For this cross-sectional study, a sample size of N = 193 satisfied the inclusion criteria. Descriptive statistics show that haemostasis data are asymmetrically distributed (kurtosis > 3.0 and skewness > 2.0), while the eWBV is symmetrical (Table 1).
Comparison of the variables between stratified age groups: Haemostasis variables and platelet count decreased at the 31–45 years of age group compared to the ≤30 years of age group, but increased thereafter, and only APTT achieved statistical significance (p < 0.04). The opposite is the case with serum proteins and eWBV in terms of directional change, but with a greater level of significance (Table 2).
Comparison of gender groups: The haemostasis variables are higher in women but not statistically significant, except for platelet count (p < 0.02). The opposite is the case with serum proteins and eWBV in terms of directional change and with a greater level of statistical significance (Table 3).
Comparison of eWBV and haemostasis variables between dichotomous D-dimer groups: APTT is statistically significantly higher among those with the positive group (p < 0.03). Conversely, eWBV and its indices are significantly lower (p < 0.001) compared to the negative group. The average age is noted to be higher with the positive D-dimer group (p < 0.001, Table 4).
Correlation and cohort analyses: It is observed that eWBV is moderately positively correlated with platelet count (r −0.26, p < 0.001), but negligibly negative with the haemostasis indices (r < 0.20, Table 5). Among the data, 16/193 comprised a cohort of n = 8 record numbers with repeated tests (Table 6). A concordance review of the small cohort shows a 100% association between eWBV and platelet count. The concordance of eWBV was in 3/8 and varied in the other 5/8.

4. Discussion

Table 1 shows that haemostasis data are quite asymmetrically distributed (kurtosis > 3.0 and skewness > 2.0), while eWBV and platelet counts are symmetrical. The evaluation of correlation for normally distributed data such as eWBV and platelet counts would require Pearson’s method. The asymmetric haemostasis indices would require log transformation, which can be conducted in research but not in a routine clinical pathology practice.
It is common in clinical practice that some data are asymmetric [37], and given that data are interpreted as they are in clinical practice, correlations between eWBV and haemostasis indices may be spurious. In the stratified age groups, haemostasis variables decreased while eWBV increased, and the latter showed a greater level of statistical significance (Table 2). There is indication of inverse association subject to verification with correlation analysis.
A previous study has reported the inverse relation of eWBV with INR [32]. What this report contributes is that similar inverse relationships may be occurring between eWBV and haemostasis indices (PT and APTT).

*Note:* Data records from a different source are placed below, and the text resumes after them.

/// Fixed-range histogram bins with `%.1f` labels.
fn histogram(values: &[f64], min: f64, max: f64, bins: usize) -> (Vec<String>, Vec<f64>) {
    if bins == 0 || max <= min {
        return (Vec::new(), Vec::new());
    }
    let width = (max - min) / bins as f64;
    let mut counts = vec![0f64; bins];
    for v in values {
        if *v < min || *v > max {
            continue;
        }
        let idx = (((v - min) / width) as usize).min(bins - 1);
        counts[idx] += 1.0;
    }
    let labels = (0..bins)
        .map(|i| format!("{:.1}", min + width * (i as f64 + 0.5)))
        .collect();
    (labels, counts)
}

The algorithmic eWBV test may be an alternative or complementary test to PT and APTT, especially where the turn-around time of the haemostasis test is a consideration.
The levels of haemostasis indices are insignificantly lower in men, while blood viscosity is significantly higher in men, compared to women (Table 3). The inverse relationship between eWBV and haemostasis indices is noteworthy given that fibrinolysis is lower among men than albeit pre-menopausal women [35]. Haemostasis is physiological balanced between coagulation and fibrinolysis, and it suffices that the lower rate of fibrinolysis explains the lower haemostasis biomarkers in men.
This contributes empirical data to support the higher levels of PT and APTT in women than men. Considering menstrual cycles and lower haematocrit in women, it is expected that eWBV would be higher in men [38]. Hence, the tendency for a higher risk of venous thrombosis among men than women [39,40]. On the other hand, there is reported potential of blood stasis being higher among women [41]. This may be a confound risk of the higher fibrinolysis being associated with greater plasma D-dimer in women and lower among men [42].
In the dichotomous D-dimer groups, APTT is significantly higher among those with the positive group (p < 0.03), while age as well as eWBV and its indices are significantly lower (p < 0.001), relative to the group that tested negative for D-dimer. Platelet count is also lower in the positive D-dimer group, although statistical significance is not achieved in this dataset (Table 4). This observation further reaffirms preceding observations, indicating inverse relations.
There is evidence that positive D-dimer is associated with anemia [43], and further, enhanced haemostasis activities indicated by increased plasma D-dimer are associated with thrombocytopenia [44]. Therefore, there is no gainsaying that blood viscosity could be inversely related with the haemostasis physiological process. Further, higher APTT is associated with positive D-dimer in this report, and this observation agrees with the report of another observational study that plasma D-dimer may increase with APTT and PT in certain circumstances [45]. Yet, APTT is expected to decrease, while D-dimer increases [46]. There is the idea that APTT can complement D-dimer in clinical management [46,47], hence, this report advances that eWBV is a valuable pathology biomarker to consider.
The correlation analysis confirms the preceding observations, i.e., that blood viscosity is negatively associated with haemostasis indices but positively associated with platelet count (Table 5). This is further confirmed by concordance review, as eWBV consistently increased with platelet count and vice versa in the subset of data (Table 6). Perhaps, it can be inferred and incontrovertible to note that while ‘stasis’ is a suffix in haemostasis, and the two terms are related, there is little difference in physiological phenomena, hence, laboratory tests that specifically evaluate for the two phenomena. It is also noteworthy that eWBV and platelet count are symmetrical data, while the haemostasis profiles are skewed; therefore, there is a strong limitation and reason for negligible correlation.
Antiplatelet therapy and anticoagulant medications are blood thinners in cardiology management, but the mechanisms of action are different. Anticoagulant is focused on the coagulation cascade and blood clot such as warfarin actin on the vitamin K pathway, while the antiplatelet therapy works on platelet function and stasis [48]. Blood viscosity is more specifically related to blood pooling; hence, it correlates with blood flow [49].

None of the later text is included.